Surely there were other pluses?
Britain has effectively taken back control of its immigration policy and no longer pays contributions to the EU. Some argue that immigration is now fairer, as EU members are no longer automatically favoured—although immigration rates have remained stable, rather than falling as promised. The UK has also adopted stronger policies than the EU on animal welfare, an issue dear to the British heart, and has banned the export of live farm animals. More broadly, Brexit had a significant psychological effect, restoring a sense of proud independence to a nation that never got over the loss of its empire. But this renewed English patriotism has a dark side: the Brexit campaign demonized immigrants and hate crimes have more than doubled since 2015. In a recent poll, just 17 percent of Britons said Brexit had changed their lives better.
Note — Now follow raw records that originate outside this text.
use thiserror::Error;

use crate::domain::Venue;

/// Input validation errors exposed by `twstock-core`.
#[derive(Debug, Error, Clone, PartialEq, Eq)]
pub enum ValidationError {
    #[error("invalid date range {start}..{end}: {reason}")]
    InvalidDateRange {
        start: String,
        end: String,
        reason: String,
    },

    #[error("date must be ISO-8601 YYYY-MM-DD: '{value}'")]
    InvalidDate { value: String },

    #[error("date must be ROC calendar YYY/MM/DD: '{value}'")]
    InvalidRocDate { value: String },

    #[error("date must be compact YYYYMMDD: '{value}'")]
    InvalidCompactDate { value: String },
}

/// Failures of a single source request. Empty results are not errors.
#[derive(Debug, Error, Clone, PartialEq, Eq)]
pub enum SourceError {
    /// Transport or HTTP status failure.
    #[error("fetch from {venue} failed: {message}")]
    Fetch { venue: Venue, message: String },

    /// The response arrived but did not have the expected shape.
    #[error("unexpected {venue} payload: {message}")]
    Parse { venue: Venue, message: String },
}

impl SourceError {
    pub fn fetch(venue: Venue, message: impl Into<String>) -> Self {
        Self::Fetch {
            venue,
            message: message.into(),
        }
    }

    pub fn parse(venue: Venue, message: impl Into<String>) -> Self {
        Self::Parse {
            venue,
            message: message.into(),
        }
    }

    pub const fn code(&self) -> &'static str {
        match self {
            Self::Fetch { .. } => "fetch_error",
            Self::Parse { .. } => "parse_error",
        }
    }
}

/// First row that kept a batch from validating.
#[derive(Debug, Error, Clone, PartialEq, Eq)]
#[error("row {row}: field '{field}' {reason}")]
pub struct SchemaViolation {
    pub row: usize,
    pub field: &'static str,
    pub reason: String,
}

/// Errors raised by task dispatch before any work starts.
#[derive(Debug, Error, Clone, PartialEq, Eq)]
pub enum TaskError {
    #[error("unknown task '{name}', expected one of stock-info, share-holding, stock-price, institutional-investor, margin-short-sale, future-daily")]
    UnknownTask { name: String },

    #[error("task '{task}' requires both a start date and an end date")]
    MissingDateRange { task: &'static str },

    #[error(transparent)]
    InvalidDateRange(#[from] ValidationError),
}

/// Errors that stop a task run after it started.
#[derive(Debug, Error)]
pub enum RunError {
    #[error(transparent)]
    Task(#[from] TaskError),

    /// Only reachable when a reconnect ceiling is configured.
    #[error(transparent)]
    Storage(#[from] twstock_warehouse::WarehouseError),
}

impl From<ValidationError> for RunError {
    fn from(error: ValidationError) -> Self {
        Self::Task(TaskError::InvalidDateRange(error))
    }
}
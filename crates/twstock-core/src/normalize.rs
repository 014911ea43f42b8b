//! Cell cleaning between mapping and validation.
//!
//! Numeric columns come out as plain decimal strings; the validator does the
//! final type coercion. Placeholder tokens always become `0`.

use crate::calendar::compact_to_iso;
use crate::domain::{DataKind, FetchUnit, Venue};
use crate::schema::{canonical_schema, FieldType};
use crate::table::Table;

/// Source markers that stand for "no value" in a numeric column.
pub const PLACEHOLDER_TOKENS: [&str; 10] = [
    "", "-", "--", "---", "----", "X", "+", "除息", "除權", "除權息",
];

/// Default for a blank industry classification.
pub const UNKNOWN_INDUSTRY: &str = "未知";

pub const SESSION_REGULAR: &str = "Position";
pub const SESSION_AFTER_HOURS: &str = "AfterMarket";

pub fn is_placeholder(value: &str) -> bool {
    let trimmed = value.trim();
    PLACEHOLDER_TOKENS.contains(&trimmed)
        || (!trimmed.is_empty() && trimmed.chars().all(|c| c == '-'))
}

/// `"1,234,567"` -> `"1234567"`, `"X0.00"` -> `"0.00"`, `"--"` -> `"0"`.
pub fn clean_number(raw: &str) -> String {
    if is_placeholder(raw) {
        return String::from("0");
    }
    let cleaned: String = raw
        .trim()
        .chars()
        .filter(|c| !matches!(c, ',' | 'X' | '+') && !c.is_whitespace())
        .collect();
    if is_placeholder(&cleaned) {
        String::from("0")
    } else {
        cleaned
    }
}

/// `"-1.25%"` -> `"-1.25"`
pub fn clean_percent(raw: &str) -> String {
    clean_number(raw.trim().trim_end_matches('%'))
}

/// Split `"2330　台積電"` into code and name at the first whitespace run.
pub fn split_code_name(cell: &str) -> (String, String) {
    let trimmed = cell.trim();
    match trimmed.find(char::is_whitespace) {
        Some(at) => (
            trimmed[..at].to_string(),
            trimmed[at..].trim_start().to_string(),
        ),
        None => (trimmed.to_string(), String::new()),
    }
}

pub fn trading_session(raw: &str) -> &'static str {
    match raw.trim() {
        "盤後" => SESSION_AFTER_HOURS,
        _ => SESSION_REGULAR,
    }
}

/// Text of an HTML fragment such as `<p style="color:red">+</p>`.
fn inner_text(fragment: &str) -> String {
    let mut text = String::new();
    let mut in_tag = false;
    for c in fragment.chars() {
        match c {
            '<' => in_tag = true,
            '>' => in_tag = false,
            _ if !in_tag => text.push(c),
            _ => {}
        }
    }
    text.trim().to_string()
}

/// Apply the direction marker to an unsigned change value.
pub fn signed_change(direction: &str, change: &str) -> String {
    let change = clean_number(change);
    if inner_text(direction) == "-" && !change.starts_with('-') {
        format!("-{change}")
    } else {
        change
    }
}

/// Every compared cell carries the same text: a repeated header row.
pub fn is_header_leak(cells: &[&str]) -> bool {
    cells.windows(2).all(|pair| pair[0].trim() == pair[1].trim())
}

pub fn is_numeric_id(value: &str) -> bool {
    !value.is_empty() && value.bytes().all(|byte| byte.is_ascii_digit())
}

/// Clean a mapped table for `kind` as published by `venue` for `unit`.
pub fn normalize(kind: DataKind, venue: Venue, unit: &FetchUnit, mut table: Table) -> Table {
    if kind == DataKind::StockInfo {
        split_stock_info(&mut table, venue);
    }

    for field in canonical_schema(kind).fields {
        match field.ty {
            FieldType::Integer => table.map_column(field.name, clean_number),
            FieldType::Float => table.map_column(field.name, clean_percent),
            FieldType::Text | FieldType::Date => {
                table.map_column(field.name, |cell| cell.trim().to_string())
            }
        }
    }

    match kind {
        DataKind::StockPrice => {
            if let (Some(direction), Some(change)) =
                (table.column_index("Dir"), table.column_index("Change"))
            {
                for row in &mut table.rows {
                    if let (Some(dir), Some(value)) = (row.get(direction), row.get(change)) {
                        let signed = signed_change(dir, value);
                        row[change] = signed;
                    }
                }
            }
            table.drop_column("Dir");
        }
        DataKind::FuturesDaily => {
            table.map_column("ContractDate", |cell| {
                cell.chars().filter(|c| !c.is_whitespace()).collect()
            });
            if table.has_column("TradingSession") {
                table.map_column("TradingSession", |cell| trading_session(cell).to_string());
            } else {
                table.set_constant("TradingSession", SESSION_REGULAR);
            }
        }
        DataKind::TdccShareholding => {
            table.map_column("Date", |cell| {
                compact_to_iso(cell).unwrap_or_else(|_| cell.to_string())
            });
            table.map_column("StockID", |cell| cell.trim_start_matches('0').to_string());
        }
        DataKind::StockInfo | DataKind::InstitutionalInvestor | DataKind::MarginShortSale => {}
    }

    if let Some(date) = unit.date() {
        if kind.is_dated() {
            table.set_constant("Date", date);
        }
    }
    table
}

fn split_stock_info(table: &mut Table, venue: Venue) {
    let (Some(code_name), Some(market), Some(industry)) = (
        table.column_index("StockCodeName"),
        table.column_index("MarketType"),
        table.column_index("IndustryType"),
    ) else {
        return;
    };

    table.retain_rows(|row| {
        let cell = |index: usize| row.get(index).map(String::as_str).unwrap_or_default();
        !is_header_leak(&[cell(code_name), cell(market), cell(industry)])
    });
    table.push_column("StockID", |row| split_code_name(&row[code_name]).0);
    table.push_column("StockName", |row| split_code_name(&row[code_name]).1);
    table.drop_column("StockCodeName");

    if let Some(id) = table.column_index("StockID") {
        table.retain_rows(|row| row.get(id).is_some_and(|value| is_numeric_id(value)));
    }
    table.set_constant("MarketType", venue.as_str());
    table.map_column("IndustryType", |cell| {
        if cell.trim().is_empty() {
            UNKNOWN_INDUSTRY.to_string()
        } else {
            cell.trim().to_string()
        }
    });
}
How will Johnson’s departure affect Brexit?
The Conservative Party’s race to replace Johnson as prime minister, pitting Foreign Secretary Liz Truss against former Chancellor of the Exchequer Rishi Sunak, has taken shape as an ideological battle over Britain’s post-EU future. It has become Tory orthodoxy to show no regrets about Brexit, and Truss, the favourite, booed for voting Remain. But he now backs the Singapore-on-Thames option, saying it would cut regulation. Sunak, instead, would spend on social services and raise taxes on corporations. Meanwhile, -the opposition Labor Party under Keir Starmer has adopted the new slogan “Make Brexit Work”, pledging to make the most of what it calls a “bad deal” if it takes power. Other key Labor figures, however, including London Mayor Sadiq Khan, want the UK to return to the European single market. Brexit, Khan said, is “the biggest self-harm ever done to a country”.
A divided kingdom
Brexit has weakened the bonds between the four countries of the United Kingdom: England, Scotland, Wales and Northern Ireland. The new customs border between Northern Ireland and the rest of the UK is a symbolic break between Belfast and London, and there is now talk among Northern Irish nationalists of holding a long-term referendum to leave the UK for unification with Ireland. Scotland is even more likely to hold an independence vote. Most Scots, 62 percent, voted to remain in the EU and many want to rejoin. While Scottish voters rejected independence in 2014, in a poll last year more than half said they wanted a new referendum. Scottish First Minister Nicola Sturgeon is currently fighting in court to give them one. “Scottish democracy,” he said, “will not be imprisoned.”